Amy McGarry, laboratory supervisor, emphasized the care taken to avoid further contamination: “The sampling process involved using a metal trowel to recover the soil and wrapping the samples in aluminium foil to protect them. After careful preparation, we then analyzed these samples in the lab using our QEMSCAN equipment.”
Gareth Rogers, CGG’s QEMSCAN specialist, explains: “This machine is normally used for automated quantitative mineral analysis, but we programmed it to recognize plastics. We also have a new automated optical slide scanner with some interesting features, like fluorescence, to tell us more about microplastics.”
Mark Rees, laboratory specialist, summarized the findings: “The results indicate that the soil samples contained a baseline of 1-2% microplastic particles, although this was as high as 5% in places where people congregated. These were found to be predominantly small, highly abraded particles probably from the fragmentation of larger plastic material and fibers shed from clothing.”
QEMSCAN® equipment used to identify the percentage of microplastics in the collected soil samples.
As the environmental impact of microplastic pollution increases with more single-use plastic produced and discarded, CGG recognizes its social responsibility to help monitor this global problem with its technology and scientific expertise, giving society information to lessen the impact of plastics pollution.

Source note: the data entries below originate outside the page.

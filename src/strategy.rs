//! The one seam every bucket backend plugs into.

use crate::bucket::BucketConfig;
use crate::error::RemoteError;
use crate::local::LocalBucket;
use async_trait::async_trait;

/// A token-bucket backend: refill `key` to `now_ms` and try to consume one token.
///
/// `Ok(true)` admits, `Ok(false)` denies. `Err` means the backend could not answer at
/// all and must not be read as either.
#[async_trait]
pub trait BucketStrategy: Send + Sync {
    /// Label used in logs and diagnostics.
    fn name(&self) -> &'static str;

    async fn try_consume(
        &self,
        key: &str,
        config: &BucketConfig,
        now_ms: u64,
    ) -> Result<bool, RemoteError>;
}

#[async_trait]
impl BucketStrategy for LocalBucket {
    fn name(&self) -> &'static str {
        "local"
    }

    async fn try_consume(
        &self,
        key: &str,
        config: &BucketConfig,
        now_ms: u64,
    ) -> Result<bool, RemoteError> {
        Ok(LocalBucket::try_consume(self, key, config, now_ms))
    }
}

#[cfg(test)]
mod tests {
    use super::*;
    use std::sync::Arc;

    #[tokio::test]
    async fn local_bucket_is_an_infallible_strategy() {
        let strategy: Arc<dyn BucketStrategy> = Arc::new(LocalBucket::new());
        let config = BucketConfig::new(1, 1, 60_000, 0).unwrap();
        assert_eq!(strategy.name(), "local");
        assert!(strategy.try_consume("k", &config, 0).await.unwrap());
        assert!(!strategy.try_consume("k", &config, 0).await.unwrap());
    }
}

Louise Hamdy, senior research scientist, is very positive about the team’s work: “It’s very exciting as we’re solving real-world problems and this work will have an impact in the years to come. We’re already taking part in a lot of collaboration work and reaching out to third-party partners as we explore these new areas.”
David Gold can also see the potential benefits: “The technique CGG used on Snowdon strengthens our portfolio of advanced environmental monitoring solutions and has opened up new opportunities to work with a wide range of clients on all kinds of potential applications globally.”